As CNN President Jeff Zucker admitted this past week, ‘If we made any mistake last year, it’s that we probably did put on too many of [Trump’s] campaign rallies in those early months and let them run’. More to the point is that the media companies never had reason to draw the poison from the debate. Rarely did the media try to explain why Trump attracted such large crowds and why Hillary Clinton attracted relatively few. There were far too many ugly truths that were simply too ugly for the media to voice. Instead journalists got drawn in the circus of love and hate, warped emotions, and the cult of personality. This was also the culmination of, perhaps, two decades in which the news media have carefully moderated the stories they report. Evidence has been ignored as messages have been shaped to an idealisation of modern, tolerant, and liberal values. Too many journalists were simply incapable of realising that the misogyny they attributed to Trump was actually connecting with sections of the electorate. How little they knew about (or wished to acknowledge) the real America…

This is the realisation that we should take from the past year: that superstitions come in different forms. ‘Making America great again’ and ‘Taking our country back’ are just two the most potent from 2016, predicated as they are on some poorly defined notion of nation. Yet the mainstream media should look and recognise their own. Primarily among them is the superstition that has grown up around the immigration debate. Both Trump’s election and the Brexit vote were votes for reality as it is perceived over the reality as it has been reported. They were both, in part, responses to the problems of multiculturalism that have so rarely been addressed sensibly in the mainstream. Since the nineties, each representative of the Labour Party accusing a Tory of racism in a TV debate raised the value of UKIP’s currency. Every protest march demanding censorship and the vilification of, for example, Jeremy Clarkson, gave strength to the alt-right. Nigel Farage could step forward and claim to say what everybody was thinking because the media had spent too long silencing that kind of voice. The best way to rid ourselves of the fear of the dark is to shine a light on those fears and this is nowhere more true than in the news media. The self-imposed taboo the news media made of immigration led to their inadequate reporting of the segregation of communities in places like Bradford, Rochdale, and Oldham. It is understandable why the news has rarely tried to place the predatory sexual abuse going on in these communities in the proper cultural context. Yet fearful of escalating tensions, the media reticence has done little but help escalate tensions.

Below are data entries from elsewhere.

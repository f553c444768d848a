//! Credentials: password hashing and bearer tokens

pub mod password;
pub mod token;

pub use password::{hash_password, verify_password};
pub use token::{Claims, TokenError, TokenKeys, DEFAULT_TOKEN_TTL, MAX_TOKEN_TTL};

/// Password hashing failure
#[derive(Debug, thiserror::Error)]
pub enum AuthError {
    #[error("password hashing failed: {0}")]
    Hashing(String),
}
//! Database connection pool management
//!
//! Uses sqlx SqlitePool with explicit connection limits.

use std::str::FromStr;

use sqlx::sqlite::{SqliteConnectOptions, SqlitePoolOptions};
use sqlx::SqlitePool;

/// Default maximum connections for the pool.
/// SQLite serialises writers anyway; a handful of readers is plenty.
const DEFAULT_MAX_CONNECTIONS: u32 = 5;

/// Default on-disk database, next to the working directory
pub const DEFAULT_DATABASE_URL: &str = "sqlite://campus_booking.db";

/// Create a SQLite connection pool.
///
/// The database file is created if missing and foreign keys are enforced
/// on every connection.
///
/// # Example
///
/// ```ignore
/// let pool = create_pool("sqlite://campus_booking.db").await?;
/// ```
pub async fn create_pool(database_url: &str) -> Result<SqlitePool, sqlx::Error> {
    create_pool_with_options(database_url, DEFAULT_MAX_CONNECTIONS).await
}

/// Create a SQLite connection pool with custom options.
pub async fn create_pool_with_options(
    database_url: &str,
    max_connections: u32,
) -> Result<SqlitePool, sqlx::Error> {
    let options = SqliteConnectOptions::from_str(database_url)?
        .create_if_missing(true)
        .foreign_keys(true);

    SqlitePoolOptions::new()
        .max_connections(max_connections)
        .connect_with(options)
        .await
}

/// Create a private in-memory database.
///
/// Every SQLite connection to `:memory:` opens a fresh database, so the
/// pool holds exactly one connection and never lets it idle out.
pub async fn create_memory_pool() -> Result<SqlitePool, sqlx::Error> {
    let options = SqliteConnectOptions::from_str("sqlite::memory:")?.foreign_keys(true);

    SqlitePoolOptions::new()
        .max_connections(1)
        .min_connections(1)
        .idle_timeout(None)
        .max_lifetime(None)
        .connect_with(options)
        .await
}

This does, admittedly, shift the responsibility back to the media ‘elite’ as it also mitigates the excesses of ‘bias journalism’ found in places such as the Breitbart News Network and The Daily Mail. Bias journalism isn’t simply journalism that tells people what they want to hear. It is more complex than simple pandering to an audience. It is journalism that self-consciously addresses some reality beyond that described by the mainstream. Instead of being shocked by the rise of Trump or, perhaps, the tone of the Brexit debate, we need to look at the tone of our liberal media and realise that it has been censoring itself for too long and that censorship has not gone unnoticed by audiences.

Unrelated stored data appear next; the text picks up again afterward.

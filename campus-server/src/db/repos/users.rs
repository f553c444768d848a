//! User repository
//!
//! Email uniqueness is enforced by the UNIQUE constraint; a duplicate
//! signup surfaces as `DbError::Conflict`.

use sqlx::{FromRow, SqlitePool};

use super::DbError;
use crate::models::{Email, UserName};

/// User record without credentials
#[derive(Debug, Clone, FromRow)]
pub struct User {
    pub id: i64,
    pub name: String,
    pub email: String,
}

/// User record including the stored password hash (login only)
#[derive(Debug, Clone, FromRow)]
pub struct UserWithHash {
    pub id: i64,
    pub name: String,
    pub email: String,
    pub password: String,
}

/// User repository
pub struct UserRepo<'a> {
    pool: &'a SqlitePool,
}

impl<'a> UserRepo<'a> {
    pub fn new(pool: &'a SqlitePool) -> Self {
        Self { pool }
    }

    /// Insert a user. Duplicate email → `Conflict`.
    pub async fn create(
        &self,
        name: &UserName,
        email: &Email,
        password_hash: &str,
    ) -> Result<User, DbError> {
        let result = sqlx::query_as::<_, User>(
            r#"
            INSERT INTO users (name, email, password)
            VALUES (?1, ?2, ?3)
            RETURNING id, name, email
            "#,
        )
        .bind(name.as_str())
        .bind(email.as_str())
        .bind(password_hash)
        .fetch_one(self.pool)
        .await;

        match result {
            Ok(user) => Ok(user),
            Err(sqlx::Error::Database(e)) if e.is_unique_violation() => {
                Err(DbError::conflict("user already exists"))
            }
            Err(e) => Err(e.into()),
        }
    }

    /// Look up a user with their password hash for login.
    pub async fn find_by_email(&self, email: &Email) -> Result<Option<UserWithHash>, DbError> {
        let user = sqlx::query_as::<_, UserWithHash>(
            "SELECT id, name, email, password FROM users WHERE email = ?1",
        )
        .bind(email.as_str())
        .fetch_optional(self.pool)
        .await?;

        Ok(user)
    }

    pub async fn get(&self, id: i64) -> Result<User, DbError> {
        sqlx::query_as::<_, User>("SELECT id, name, email FROM users WHERE id = ?1")
            .bind(id)
            .fetch_optional(self.pool)
            .await?
            .ok_or_else(|| DbError::not_found("user", id))
    }
}

#[cfg(test)]
mod tests {
    use super::*;
    use crate::db::repos::test_support;

    #[tokio::test]
    async fn create_and_find() {
        let pool = test_support::pool().await;
        let repo = UserRepo::new(&pool);

        let name = UserName::new("Jane Smith").unwrap();
        let email = Email::new("jane@example.com").unwrap();
        let user = repo.create(&name, &email, "$hash").await.unwrap();

        assert_eq!(user.name, "Jane Smith");
        assert_eq!(user.email, "jane@example.com");

        let found = repo.find_by_email(&email).await.unwrap().unwrap();
        assert_eq!(found.id, user.id);
        assert_eq!(found.password, "$hash");

        assert_eq!(repo.get(user.id).await.unwrap().email, "jane@example.com");
    }

    #[tokio::test]
    async fn duplicate_email_conflicts() {
        let pool = test_support::pool().await;
        let repo = UserRepo::new(&pool);

        let name = UserName::new("Jane").unwrap();
        let email = Email::new("jane@example.com").unwrap();
        repo.create(&name, &email, "h1").await.unwrap();

        // Email is normalised before it reaches the repo
        let again = Email::new("JANE@example.com").unwrap();
        let err = repo.create(&name, &again, "h2").await.unwrap_err();
        assert!(matches!(err, DbError::Conflict { .. }));
    }

    #[tokio::test]
    async fn missing_user() {
        let pool = test_support::pool().await;
        let repo = UserRepo::new(&pool);

        let email = Email::new("nobody@example.com").unwrap();
        assert!(repo.find_by_email(&email).await.unwrap().is_none());
        assert!(matches!(repo.get(99).await, Err(DbError::NotFound { .. })));
    }
}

The disenfranchisement of Trump supporters, as well as many who voted for Brexit, began the moment the media stopped reflecting the reality as understood by many people. That is a fundamental failure of journalism, whose business should be the reporting the truth, no matter how inconvenient, ugly, or uncomfortable that truth happens to be. Every time the news story runs counter to a person’s experience of the world, that person grows less confident in the news and they begin to look elsewhere, for reports that more closely resemble their experiences. It is time that we recognized that every self-satisfied cry of ‘Islamaphobia’, ‘racism’, or ‘sexism’ deepens the very  same prejudice that each of those words is meant to expose.